The state’s Better Regulation minister, Matt Kean, said up to 8% of card recipients don’t use the full balance before the card expires, and they’d become an “unwelcome headache” for shoppers.
“This means NSW consumers are losing tens of millions of dollars a year,” he said.
“We’ve had more than 1300 complaints about gift cards to NSW Fair Trading over the past five years – mostly about expiry periods and undisclosed terms and conditions.”
Kean estimated the change would give back up to $60 million a year to shoppers, announcing further reforms to stop the money being eaten up by extra fees and charges.
“I’m fed up of business taking money from shoppers and providing nothing in return,” he said.

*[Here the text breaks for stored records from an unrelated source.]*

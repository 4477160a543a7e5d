//! Help text for trxsh builtins

pub struct CommandHelp {
    pub name: &'static str,
    pub summary: &'static str,
    pub usage: &'static str,
    pub options: &'static [(&'static str, &'static str)],
}

pub const COMMANDS: &[CommandHelp] = &[
    CommandHelp {
        name: "alias",
        summary: "Define or display aliases",
        usage: "alias [name[=value] ...]",
        options: &[],
    },
    CommandHelp {
        name: "cat",
        summary: "Concatenate and print files",
        usage: "cat [FILE]...",
        options: &[("-", "Read from stdin")],
    },
    CommandHelp {
        name: "cd",
        summary: "Change the current directory",
        usage: "cd [DIR | -]",
        options: &[("-", "Return to the previous directory")],
    },
    CommandHelp {
        name: "clear",
        summary: "Clear the terminal screen",
        usage: "clear",
        options: &[],
    },
    CommandHelp {
        name: "echo",
        summary: "Display a line of text",
        usage: "echo [-en] [STRING]...",
        options: &[
            ("-e", "Interpret escape sequences (\\n, \\t, etc.)"),
            ("-n", "Do not output trailing newline"),
        ],
    },
    CommandHelp {
        name: "env",
        summary: "Display environment variables",
        usage: "env",
        options: &[],
    },
    CommandHelp {
        name: "exit",
        summary: "Exit the shell",
        usage: "exit [CODE]",
        options: &[],
    },
    CommandHelp {
        name: "export",
        summary: "Set environment variables",
        usage: "export [NAME=VALUE]...",
        options: &[],
    },
    CommandHelp {
        name: "false",
        summary: "Return a failure exit status",
        usage: "false",
        options: &[],
    },
    CommandHelp {
        name: "grep",
        summary: "Search for patterns in text",
        usage: "grep [OPTION]... PATTERN [FILE]...",
        options: &[
            ("-i", "Ignore case distinctions"),
            ("-v", "Select non-matching lines"),
            ("-n", "Prefix each line with its line number"),
            ("-c", "Print only a count of matching lines"),
        ],
    },
    CommandHelp {
        name: "head",
        summary: "Output the first part of files",
        usage: "head [-n NUM] [FILE]",
        options: &[("-n NUM", "Print the first NUM lines (default 10)")],
    },
    CommandHelp {
        name: "help",
        summary: "Show help for commands",
        usage: "help [COMMAND]",
        options: &[],
    },
    CommandHelp {
        name: "history",
        summary: "Display command history",
        usage: "history [N]",
        options: &[],
    },
    CommandHelp {
        name: "ls",
        summary: "List directory contents",
        usage: "ls [-la] [PATH]...",
        options: &[
            ("-a", "Include entries starting with ."),
            ("-l", "Use long listing format"),
        ],
    },
    CommandHelp {
        name: "mkdir",
        summary: "Create directories",
        usage: "mkdir [-p] DIR...",
        options: &[("-p", "Create parent directories as needed")],
    },
    CommandHelp {
        name: "pwd",
        summary: "Print working directory",
        usage: "pwd",
        options: &[],
    },
    CommandHelp {
        name: "rm",
        summary: "Remove files or directories",
        usage: "rm [-rf] PATH...",
        options: &[
            ("-r", "Remove directories and their contents"),
            ("-f", "Ignore nonexistent files"),
        ],
    },
    CommandHelp {
        name: "sleep",
        summary: "Delay for a specified time",
        usage: "sleep SECONDS",
        options: &[],
    },
    CommandHelp {
        name: "source",
        summary: "Execute commands from a file in the current shell",
        usage: "source FILE",
        options: &[],
    },
    CommandHelp {
        name: "tail",
        summary: "Output the last part of files",
        usage: "tail [-n NUM] [FILE]",
        options: &[("-n NUM", "Print the last NUM lines (default 10)")],
    },
    CommandHelp {
        name: "touch",
        summary: "Create empty files",
        usage: "touch FILE...",
        options: &[],
    },
    CommandHelp {
        name: "true",
        summary: "Return a success exit status",
        usage: "true",
        options: &[],
    },
    CommandHelp {
        name: "type",
        summary: "Describe how a command name would be interpreted",
        usage: "type NAME...",
        options: &[],
    },
    CommandHelp {
        name: "unalias",
        summary: "Remove aliases",
        usage: "unalias NAME...",
        options: &[],
    },
    CommandHelp {
        name: "unset",
        summary: "Remove environment variables",
        usage: "unset NAME...",
        options: &[],
    },
    CommandHelp {
        name: "wc",
        summary: "Print line, word, and byte counts",
        usage: "wc [-lwc] [FILE]",
        options: &[
            ("-l", "Print line count"),
            ("-w", "Print word count"),
            ("-c", "Print byte count"),
        ],
    },
    CommandHelp {
        name: "which",
        summary: "Locate the executable for a command",
        usage: "which NAME...",
        options: &[],
    },
];

pub fn get_help(name: &str) -> Option<&'static CommandHelp> {
    let name = if name == "." { "source" } else { name };
    COMMANDS.iter().find(|c| c.name == name)
}

pub fn format_help(cmd: &CommandHelp) -> String {
    let mut out = format!("{} - {}\n\nUsage: {}\n", cmd.name, cmd.summary, cmd.usage);
    if !cmd.options.is_empty() {
        out.push_str("\nOptions:\n");
        for (opt, desc) in cmd.options {
            out.push_str(&format!("  {opt:16} {desc}\n"));
        }
    }
    out
}

pub fn format_help_list() -> String {
    let mut out = String::from("trxsh - TRX Shell Commands\n\nAvailable commands:\n\n");
    for cmd in COMMANDS {
        out.push_str(&format!("  {:12} {}\n", cmd.name, cmd.summary));
    }
    out.push_str("\nUse 'help COMMAND' or 'COMMAND --help' for more information.\n");
    out
}

pub fn wants_help(args: &[String]) -> bool {
    args.iter().any(|a| a == "--help")
}

#[cfg(test)]
mod tests {
    use super::*;
    use crate::builtins::BuiltinName;

    #[test]
    fn test_every_builtin_has_help() {
        for builtin in BuiltinName::ALL {
            assert!(
                get_help(builtin.as_str()).is_some(),
                "missing help for {}",
                builtin.as_str()
            );
        }
    }

    #[test]
    fn test_format_help_lists_options() {
        let text = format_help(get_help("grep").unwrap());
        assert!(text.starts_with("grep - Search for patterns"));
        assert!(text.contains("-i"));
    }
}
use thiserror::Error;

pub type VfsResult<T> = Result<T, VfsError>;

#[derive(Debug, Clone, PartialEq, Eq, Error)]
pub enum VfsError {
    #[error("No such file or directory: {0}")]
    NotFound(String),

    #[error("File exists: {0}")]
    AlreadyExists(String),

    #[error("Not a directory: {0}")]
    NotDirectory(String),

    #[error("Is a directory: {0}")]
    IsDirectory(String),

    #[error("Directory not empty: {0}")]
    DirectoryNotEmpty(String),

    #[error("Invalid argument: {0}")]
    InvalidArgument(String),

    #[error("Permission denied: {0}")]
    PermissionDenied(String),

    #[error("internal error: {0}")]
    Internal(String),
}

impl VfsError {
    pub fn not_found(path: impl Into<String>) -> Self {
        Self::NotFound(path.into())
    }

    pub fn already_exists(path: impl Into<String>) -> Self {
        Self::AlreadyExists(path.into())
    }

    pub fn not_directory(path: impl Into<String>) -> Self {
        Self::NotDirectory(path.into())
    }

    pub fn is_directory(path: impl Into<String>) -> Self {
        Self::IsDirectory(path.into())
    }

    pub fn directory_not_empty(path: impl Into<String>) -> Self {
        Self::DirectoryNotEmpty(path.into())
    }

    pub fn invalid_argument(reason: impl Into<String>) -> Self {
        Self::InvalidArgument(reason.into())
    }

    pub fn internal(reason: impl Into<String>) -> Self {
        Self::Internal(reason.into())
    }

    #[must_use]
    pub fn is_not_found(&self) -> bool {
        matches!(self, Self::NotFound(_))
    }

    #[must_use]
    pub fn is_directory_error(&self) -> bool {
        matches!(self, Self::IsDirectory(_))
    }
}

#[cfg(test)]
mod tests {
    use super::*;

    #[test]
    fn error_display_reads_like_a_shell() {
        assert_eq!(
            VfsError::not_found("/tmp/x").to_string(),
            "No such file or directory: /tmp/x"
        );
        assert_eq!(VfsError::is_directory("/bin").to_string(), "Is a directory: /bin");
    }

    #[test]
    fn error_predicates() {
        assert!(VfsError::not_found("a").is_not_found());
        assert!(!VfsError::not_found("a").is_directory_error());
        assert!(VfsError::is_directory("a").is_directory_error());
    }
}
fn to_radix(n: f64, radix: u32) -> String {
    if !n.is_finite() {
        return format_number(n);
    }
    let mut int = n.abs().trunc() as u64;
    let mut digits = Vec::new();
    loop {
        let d = (int % u64::from(radix)) as u32;
        digits.push(char::from_digit(d, radix).unwrap_or('0'));
        int /= u64::from(radix);
        if int == 0 {
            break;
        }
    }
    if n < 0.0 {
        digits.push('-');
    }
    digits.iter().rev().collect()
}

/// Default `sort()` order: by string form, `undefined` last.
pub(super) fn default_order(a: &Value, b: &Value) -> Ordering {
    match (a, b) {
        (Value::Undefined, Value::Undefined) => Ordering::Equal,
        (Value::Undefined, _) => Ordering::Greater,
        (_, Value::Undefined) => Ordering::Less,
        _ => a.to_string().cmp(&b.to_string()),
    }
}

/// `includes` equality: like `===` but NaN matches NaN.
fn same_value_zero(a: &Value, b: &Value) -> bool {
    match (a, b) {
        (Value::Number(x), Value::Number(y)) if x.is_nan() && y.is_nan() => true,
        _ => a.strict_equals(b),
    }
}

fn flatten(items: &[Value], depth: i64, out: &mut Vec<Value>) {
    for item in items {
        match item {
            Value::Array(inner) if depth > 0 => flatten(inner, depth - 1, out),
            other => out.push(other.clone()),
        }
    }
}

“Our plan will also stamp out further gouging of consumers through post-purchase fees and charges that reduce the balance on their gift card.”
Kean said that legislation on the changes will be introduced to the NSW parliament following consultation with stakeholders, including retailer groups, but the Australian Retailers Association (ARA) says it “strongly” opposes the changes saying it was “red tape” that “will significantly disadvantage consumers” and hurt small business.
ARA Executive Director, Russell Zimmerman, said the change would place an “unnecessary regulatory burden and significant additional administrative costs” on retailers.
The ARA on behalf of the NSW Business Chamber (NSWBC), Australian Sporting Goods Association (ASGA), Franchise Council of Australia (FCA), Pharmacy Guild of Australia (PGA), and Restaurant and Catering Australia (RCA) all disapprove of the proposed reforms to NSW gift cards as previous Federal inquiries into the operation of gift cards have found no associated consumer benefit to altering the regulations.
“It is unreasonable to expect small retailers and family businesses to amend their administrative practices and incur extra liabilities on their books simply to respond to unnecessary regulation,” he said.
Zimmerman said the change would also create jurisdictional and competitive issues for the state’s retailers.
“This will restrict trade and competition between New South Wales and other states, and there is no means of monitoring the use of gift cards across borders,” he said.
The proposed changes come a day after the minister announced that the price of resold tickets to concerts and sports events in the state will be capped at 10% of the original purchase price.